# PHOTO/LABEL SOFTWARE [FREEWARE]



## NorthernWinos (Mar 3, 2009)

Just been moving all my programs/information and software to a new computer....

All has gone well, except I lost one of my favorite programs...an old favorite, Corel Word Perfect is not compatible with Windows Vista 64....

I remember awhile back some of you were recommending some free software that would help crop, enhance and add captions to photos.....

Any suggestions for a good 'Free-be'????


----------



## Joanie (Mar 3, 2009)

Tryhttp://sumopaint.com/web/


----------



## NorthernWinos (Mar 3, 2009)

Thanks Joan...will try that one next.



I had Avery Design Pro [which I never used before] 
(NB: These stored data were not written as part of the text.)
//! Clock Tree
//!
//! Starts the 12 MHz crystal oscillator and moves the reference and
//! system clocks onto it, then enables the peripheral clock for the
//! UART. The ring-oscillator frequency the chip boots on is neither
//! accurate nor stable enough for a UART bit clock.
//!
//! clk_ref and clk_sys use glitchless muxes: the new source is written
//! to CTRL.SRC and the SELECTED register is polled until the switch
//! completes. clk_peri has a plain aux mux and no SELECTED register, so
//! its enable is followed by a barrier instead of a poll.

use k0_mmio::{MmioRegion, barrier};

const XOSC_BASE: usize = 0x4002_4000;
const CLOCKS_BASE: usize = 0x4000_8000;

/// Crystal frequency on every known RP2040 board.
pub const XOSC_HZ: u32 = 12_000_000;

/// System and peripheral clock frequency; no PLL, straight from the
/// crystal.
pub const SYS_CLK_HZ: u32 = XOSC_HZ;

// XOSC registers
const XOSC_CTRL: usize = 0x00;
const XOSC_STATUS: usize = 0x04;
const XOSC_STARTUP: usize = 0x0C;

/// CTRL.FREQ_RANGE value for the 1-15 MHz crystal range.
const XOSC_CTRL_FREQ_RANGE_1_15MHZ: u32 = 0xAA0;
/// CTRL.ENABLE magic value.
const XOSC_CTRL_ENABLE: u32 = 0xFAB << 12;
/// STATUS.STABLE flag.
const XOSC_STATUS_STABLE: u32 = 1 << 31;
/// Startup delay in units of 256 crystal cycles, about 1 ms at 12 MHz.
const XOSC_STARTUP_DELAY: u32 = (XOSC_HZ / 1000) / 256;

// CLOCKS registers
const CLK_REF_CTRL: usize = 0x30;
const CLK_REF_SELECTED: usize = 0x38;
const CLK_SYS_CTRL: usize = 0x3C;
const CLK_SYS_SELECTED: usize = 0x44;
const CLK_PERI_CTRL: usize = 0x48;

/// CLK_REF_CTRL.SRC value selecting the crystal.
const CLK_REF_SRC_XOSC: u32 = 0x2;
/// CLK_SYS_CTRL.SRC value selecting clk_ref (as opposed to the aux mux).
const CLK_SYS_SRC_CLK_REF: u32 = 0x0;
/// CLK_PERI_CTRL.ENABLE flag; AUXSRC field left at 0 = clk_sys.
const CLK_PERI_ENABLE: u32 = 1 << 11;

fn xosc() -> MmioRegion {
    // SAFETY: XOSC block per the datasheet, alias windows decoded
    unsafe { MmioRegion::new(XOSC_BASE, 0x20) }
}

fn clocks() -> MmioRegion {
    // SAFETY: CLOCKS block per the datasheet, alias windows decoded
    unsafe { MmioRegion::new(CLOCKS_BASE, 0xC8) }
}

/// Start the crystal and re-root the clock tree onto it.
pub fn init() {
    let xosc = xosc();
    let clocks = clocks();

    // Crystal bring-up: range, startup delay, enable, wait for stable
    xosc.write32(XOSC_CTRL, XOSC_CTRL_FREQ_RANGE_1_15MHZ);
    xosc.write32(XOSC_STARTUP, XOSC_STARTUP_DELAY);
    xosc.set_bits32(XOSC_CTRL, XOSC_CTRL_ENABLE);
    xosc.poll_set32(XOSC_STATUS, XOSC_STATUS_STABLE);

    // clk_ref <- xosc, through the glitchless mux
    clocks.write32(CLK_REF_CTRL, CLK_REF_SRC_XOSC);
    clocks.poll_set32(CLK_REF_SELECTED, 1 << CLK_REF_SRC_XOSC);

    // clk_sys <- clk_ref
    clocks.write32(CLK_SYS_CTRL, CLK_SYS_SRC_CLK_REF);
    clocks.poll_set32(CLK_SYS_SELECTED, 1 << CLK_SYS_SRC_CLK_REF);

    // clk_peri <- clk_sys, enabled. Nothing confirms this write: the
    // enable must have completed before the UART it clocks is touched.
    clocks.write32(CLK_PERI_CTRL, CLK_PERI_ENABLE);
    barrier::dsb();
}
http://www.avery.com/avery/en_us/Templates-%26-Software/Software/Avery-DesignPro-for-PC.htm



Opened it up on the old computer and see it doe some things I want to do....so, will find something that will work.


----------



## NorthernWinos (Mar 3, 2009)

Thanks again Joan.....Sumo is a fun Site...
Can you download it as a program???


----------



## Joanie (Mar 3, 2009)

No, you don't need to! You can upload your graphics and photos to the website then save the finished product there or on your computer.


----------



## NorthernWinos (Mar 3, 2009)

I did one and Emailed it to myself, so have it on my computer...cool fun!!!

I did find that you can save your project to the computer....But not the program.....
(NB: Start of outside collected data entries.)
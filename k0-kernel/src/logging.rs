//! Kernel Logging
//!
//! Wires the `log` crate facade to the platform console.
//!
//! Each record is formatted into a fixed-size stack buffer (no
//! allocation, truncating on overflow) and emitted as one line:
//!
//! ```text
//! INFO kmain: heap initialised: 230 KB
//! ```
//!
//! The console layer converts `\n` to `\r\n` on the wire. Output is
//! best-effort: records logged before [`init`] runs, or on a platform
//! with no UART sink, are dropped.
//!
//! The panic handler does not come through here; it writes to the
//! console hardware directly so a panic inside the logger still reports.

use core::fmt::Write;

use log::{Level, LevelFilter, Log, Metadata, Record};

/// Formatting space per log line; longer messages are truncated.
const LOG_LINE_SIZE: usize = 160;

/// Stack buffer for formatting a record before it hits the console.
struct LineBuffer {
    data: [u8; LOG_LINE_SIZE],
    len: usize,
}

impl LineBuffer {
    const fn new() -> Self {
        Self {
            data: [0u8; LOG_LINE_SIZE],
            len: 0,
        }
    }

    fn as_str(&self) -> &str {
        core::str::from_utf8(&self.data[..self.len]).unwrap_or("<invalid>")
    }
}

impl Write for LineBuffer {
    fn write_str(&mut self, s: &str) -> core::fmt::Result {
        let bytes = s.as_bytes();
        let remaining = LOG_LINE_SIZE - self.len;
        let to_copy = bytes.len().min(remaining);
        self.data[self.len..self.len + to_copy].copy_from_slice(&bytes[..to_copy]);
        self.len += to_copy;
        Ok(())
    }
}

/// Kernel logger implementation
struct KernelLogger;

impl Log for KernelLogger {
    fn enabled(&self, metadata: &Metadata) -> bool {
        metadata.level() <= Level::Debug
    }

    fn log(&self, record: &Record) {
        if self.enabled(record.metadata()) {
            let mut line = LineBuffer::new();
            let _ = writeln!(
                line,
                "{} {}: {}",
                record.level(),
                record.target(),
                record.args()
            );
            k0_pal::console::puts(line.as_str());
        }
    }

    fn flush(&self) {}
}

/// Global logger instance
static LOGGER: KernelLogger = KernelLogger;

/// Initialise the logging system.
///
/// Enables the platform console and installs the kernel logger. Must run
/// after the RAM image is set up; records logged earlier are dropped.
pub fn init() {
    k0_pal::console::init();

    log::set_logger(&LOGGER)
        .map(|()| log::set_max_level(LevelFilter::Debug))
        .ok();
}

#[cfg(test)]
mod tests {
    use super::*;

    #[test]
    fn test_line_buffer_formats() {
        let mut line = LineBuffer::new();
        write!(line, "{} {}: {}", Level::Info, "sched", 42).unwrap();
        assert_eq!(line.as_str(), "INFO sched: 42");
    }

    #[test]
    fn test_line_buffer_truncates_instead_of_failing() {
        let mut line = LineBuffer::new();
        for _ in 0..LOG_LINE_SIZE {
            write!(line, "xy").unwrap();
        }
        assert_eq!(line.len, LOG_LINE_SIZE);
        assert!(line.as_str().bytes().all(|b| b == b'x' || b == b'y'));
    }
}
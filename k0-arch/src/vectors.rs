//! Exception Vector Stubs
//!
//! The ARMv6-M vector table is 16 words at the base of the image: the
//! initial stack pointer, the reset handler, then 14 exception entries.
//! The linker script emits slot 0 (`LONG(__kernel_stack_end)`) and the
//! kernel binary provides the reset vector; this module provides the
//! remaining entries.
//!
//! Every entry defaults to a stub that panics with the exception's name
//! and therefore halts the core with a diagnostic on the console. The
//! ARMv6-M profile routes most faults into HardFault; the MemManage,
//! BusFault, UsageFault and DebugMonitor slots are architecturally
//! reserved on this core but kept populated so a misconfigured vector
//! fetch still lands in a named stub.

/// One vector table entry: a handler address or a reserved zero word.
#[derive(Clone, Copy)]
pub union Vector {
    handler: unsafe extern "C" fn() -> !,
    reserved: u32,
}

// SAFETY: Vector is a plain word written once at link time.
unsafe impl Sync for Vector {}

impl Vector {
    const fn handler(handler: unsafe extern "C" fn() -> !) -> Self {
        Self { handler }
    }

    const fn reserved() -> Self {
        Self { reserved: 0 }
    }
}

/// Diagnose and halt. The panic handler prints over the UART and spins.
fn unhandled_exception(name: &'static str) -> ! {
    panic!("unhandled exception: {}", name);
}

unsafe extern "C" fn nmi() -> ! {
    unhandled_exception("nmi")
}

unsafe extern "C" fn hard_fault() -> ! {
    unhandled_exception("hard_fault")
}

unsafe extern "C" fn mem_manage() -> ! {
    unhandled_exception("mem_manage")
}

unsafe extern "C" fn bus_fault() -> ! {
    unhandled_exception("bus_fault")
}

unsafe extern "C" fn usage_fault() -> ! {
    unhandled_exception("usage_fault")
}

unsafe extern "C" fn svcall() -> ! {
    unhandled_exception("svcall")
}

unsafe extern "C" fn debug_monitor() -> ! {
    unhandled_exception("debug_monitor")
}

unsafe extern "C" fn pendsv() -> ! {
    unhandled_exception("pendsv")
}

unsafe extern "C" fn systick() -> ! {
    unhandled_exception("systick")
}

/// Vector table entries 2..16.
///
/// Placed immediately after the reset vector by the linker script
/// (`KEEP(*(.vectors.exceptions))`), pulled in via `EXTERN(__EXCEPTIONS)`.
#[unsafe(link_section = ".vectors.exceptions")]
#[unsafe(no_mangle)]
#[used]
pub static __EXCEPTIONS: [Vector; 14] = [
    Vector::handler(nmi),           //  2: NMI
    Vector::handler(hard_fault),    //  3: HardFault
    Vector::handler(mem_manage),    //  4: reserved (MemManage on v7-M)
    Vector::handler(bus_fault),     //  5: reserved (BusFault on v7-M)
    Vector::handler(usage_fault),   //  6: reserved (UsageFault on v7-M)
    Vector::reserved(),             //  7
    Vector::reserved(),             //  8
    Vector::reserved(),             //  9
    Vector::reserved(),             // 10
    Vector::handler(svcall),        // 11: SVCall
    Vector::handler(debug_monitor), // 12: reserved (DebugMonitor on v7-M)
    Vector::reserved(),             // 13
    Vector::handler(pendsv),        // 14: PendSV
    Vector::handler(systick),       // 15: SysTick
];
It is fast and simple....I can do this.....


----------



## Dean (Mar 4, 2009)

If you want a photoshop like clone, you can also try the gimp for windows. http://gimp-win.sourceforge.net/stable.html


----------



## Joanie (Mar 4, 2009)

NW, if you have Corel installed on your new computer, you might want to right click on it, scroll down to Properties, click the Compatibility tab along the top, click in the check box, and see if it will let you select Vista in the drop down window.


----------



## NorthernWinos (Mar 4, 2009)

It won't accept the disk....





I looked OnLine for a 'free-be' Word Perfect and couldn't find one...some 'free to try'.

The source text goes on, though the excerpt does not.